Design, synthesis of quinolinyl Schiff bases and azetidinones as enoyl ACP-reductase inhibitors

Abstract

New series of quinoline derivatives were synthesized from 2-chloroquinoline-3-carbaldehydes. In the reaction sequence, substituted acetanilides were cyclized to give 2-chloroquinoline-3-carbaldehydes 2a–d, which were transformed to 6a–d, which were then cyclized to give azetidinones 9a–d. The key scaffolds viz., 2-methoxy derivatives 3a–d, obtained from 2a–d were converted to target Schiff bases 4a–d, 5a–d and azetidinones 7a–d, 8a–d in good yields.

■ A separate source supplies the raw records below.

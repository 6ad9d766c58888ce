//! Unbiased sample covariance.

use super::{CovarianceError, CovarianceEstimator, center, check_returns};
use ndarray::Array2;

/// Sample covariance with the `n - 1` denominator.
#[derive(Debug, Clone, Copy, Default)]
pub struct SampleCovarianceEstimator;

impl SampleCovarianceEstimator {
    /// Create a new sample covariance estimator
    pub const fn new() -> Self {
        Self
    }
}

impl CovarianceEstimator for SampleCovarianceEstimator {
    fn estimate(&self, returns: &Array2<f64>) -> Result<Array2<f64>, CovarianceError> {
        check_returns(returns, 2)?;
        let centered = center(returns);
        let n = returns.nrows() as f64;
        Ok(centered.t().dot(&centered) / (n - 1.0))
    }

    fn name(&self) -> &'static str {
        "sample"
    }
}
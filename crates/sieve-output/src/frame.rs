//! polars `DataFrame` views of pipeline outputs.

use crate::export::ExportError;
use chrono::NaiveDate;
use polars::prelude::*;
use sieve_data::{Allocation, PriceMatrix};
use sieve_risk::PerformanceSeries;

fn with_date_column(df: DataFrame) -> Result<DataFrame, ExportError> {
    Ok(df
        .lazy()
        .with_column(col("Date").cast(DataType::Date))
        .collect()?)
}

fn date_strings(dates: &[NaiveDate]) -> Vec<String> {
    dates.iter().map(|d| d.format("%Y-%m-%d").to_string()).collect()
}

/// Wide price table: a `Date` column followed by one column per ticker.
pub fn prices_frame(prices: &PriceMatrix) -> Result<DataFrame, ExportError> {
    let mut columns: Vec<Column> = Vec::with_capacity(prices.n_tickers() + 1);
    columns.push(Series::new("Date".into(), date_strings(prices.dates())).into());
    for (j, ticker) in prices.tickers().iter().enumerate() {
        let values: Vec<f64> = prices.values().column(j).to_vec();
        columns.push(Series::new(ticker.as_str().into(), values).into());
    }
    with_date_column(DataFrame::new(columns)?)
}

/// Allocation table with the exported column names.
pub fn allocations_frame(allocations: &[Allocation]) -> Result<DataFrame, ExportError> {
    let tickers: Vec<String> = allocations.iter().map(|a| a.ticker.clone()).collect();
    let weights: Vec<f64> = allocations.iter().map(|a| a.weight).collect();
    let sectors: Vec<Option<String>> = allocations.iter().map(|a| a.sector.clone()).collect();
    let contributions: Vec<f64> = allocations.iter().map(|a| a.contribution).collect();

    Ok(DataFrame::new(vec![
        Series::new("Ticker".into(), tickers).into(),
        Series::new("Weight".into(), weights).into(),
        Series::new("Sector".into(), sectors).into(),
        Series::new("Contribution".into(), contributions).into(),
    ])?)
}

/// Dated portfolio and benchmark values.
pub fn performance_frame(series: &PerformanceSeries) -> Result<DataFrame, ExportError> {
    let df = DataFrame::new(vec![
        Series::new("Date".into(), date_strings(series.dates())).into(),
        Series::new("Portfolio".into(), series.portfolio().to_vec()).into(),
        Series::new("Benchmark".into(), series.benchmark().to_vec()).into(),
    ])?;
    with_date_column(df)
}

#[cfg(test)]
mod tests {
    use super::*;
    use ndarray::array;

    fn prices() -> PriceMatrix {
        let dates = vec![
            NaiveDate::from_ymd_opt(2024, 3, 1).unwrap(),
            NaiveDate::from_ymd_opt(2024, 3, 4).unwrap(),
        ];
        let tickers = vec!["AAA".to_string(), "BBB".to_string()];
        PriceMatrix::new(dates, tickers, array![[10.0, 20.0], [11.0, 19.0]]).unwrap()
    }

    #[test]
    fn test_prices_frame() {
        let df = prices_frame(&prices()).unwrap();
        assert_eq!(df.shape(), (2, 3));
        assert_eq!(df.column("Date").unwrap().dtype(), &DataType::Date);
        let bbb = df.column("BBB").unwrap().f64().unwrap();
        assert_eq!(bbb.get(1), Some(19.0));
    }

    #[test]
    fn test_allocations_frame() {
        let allocations = vec![
            Allocation {
                ticker: "AAA".to_string(),
                weight: 0.7,
                sector: Some("Energy".to_string()),
                contribution: 70.0,
            },
            Allocation {
                ticker: "BBB".to_string(),
                weight: 0.3,
                sector: None,
                contribution: 30.0,
            },
        ];
        let df = allocations_frame(&allocations).unwrap();
        let names: Vec<&str> = df.get_column_names().iter().map(|n| n.as_str()).collect();
        assert_eq!(names, vec!["Ticker", "Weight", "Sector", "Contribution"]);
        assert_eq!(df.column("Sector").unwrap().null_count(), 1);
    }
}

Structures of these compounds were established by FTIR, 1H NMR, 13C NMR and mass spectrometry. The compounds 4a–d to 9a–d were evaluated for in vitro antibacterial activity against Staphylococcus aureus, Bacillus subtilis, Escherichia coli and Vibrio cholera and antitubercular activity against Mycobacterium tuberculosis H37Rv. The Schiff bases and azetidinone derivatives exhibited good antibacterial and antitubercular activities. Bacterial enoyl ACP-reductase catalyzes the final step in each cycle of bacterial fatty acid biosynthesis and is an attractive target for the development of new antimicrobial agents. Molecular docking into active site of enoyl ACP-reductase was performed on 2H7M.PDB and 4JX8.PDB files to understand ligand–protein interactions. The compounds obtained from the present research can be used as scaffolds in fragment-based design of new potent drugs. Molecular modeling, synthesis, spectral, antimicrobial studies of quinolinyl Schiff bases and azetidinones using crystal structure of E. coli and M. tuberculosis enoyl ACP-reductase (4JX8/2H7M PDB) and compared with in vitro antimicrobial activity.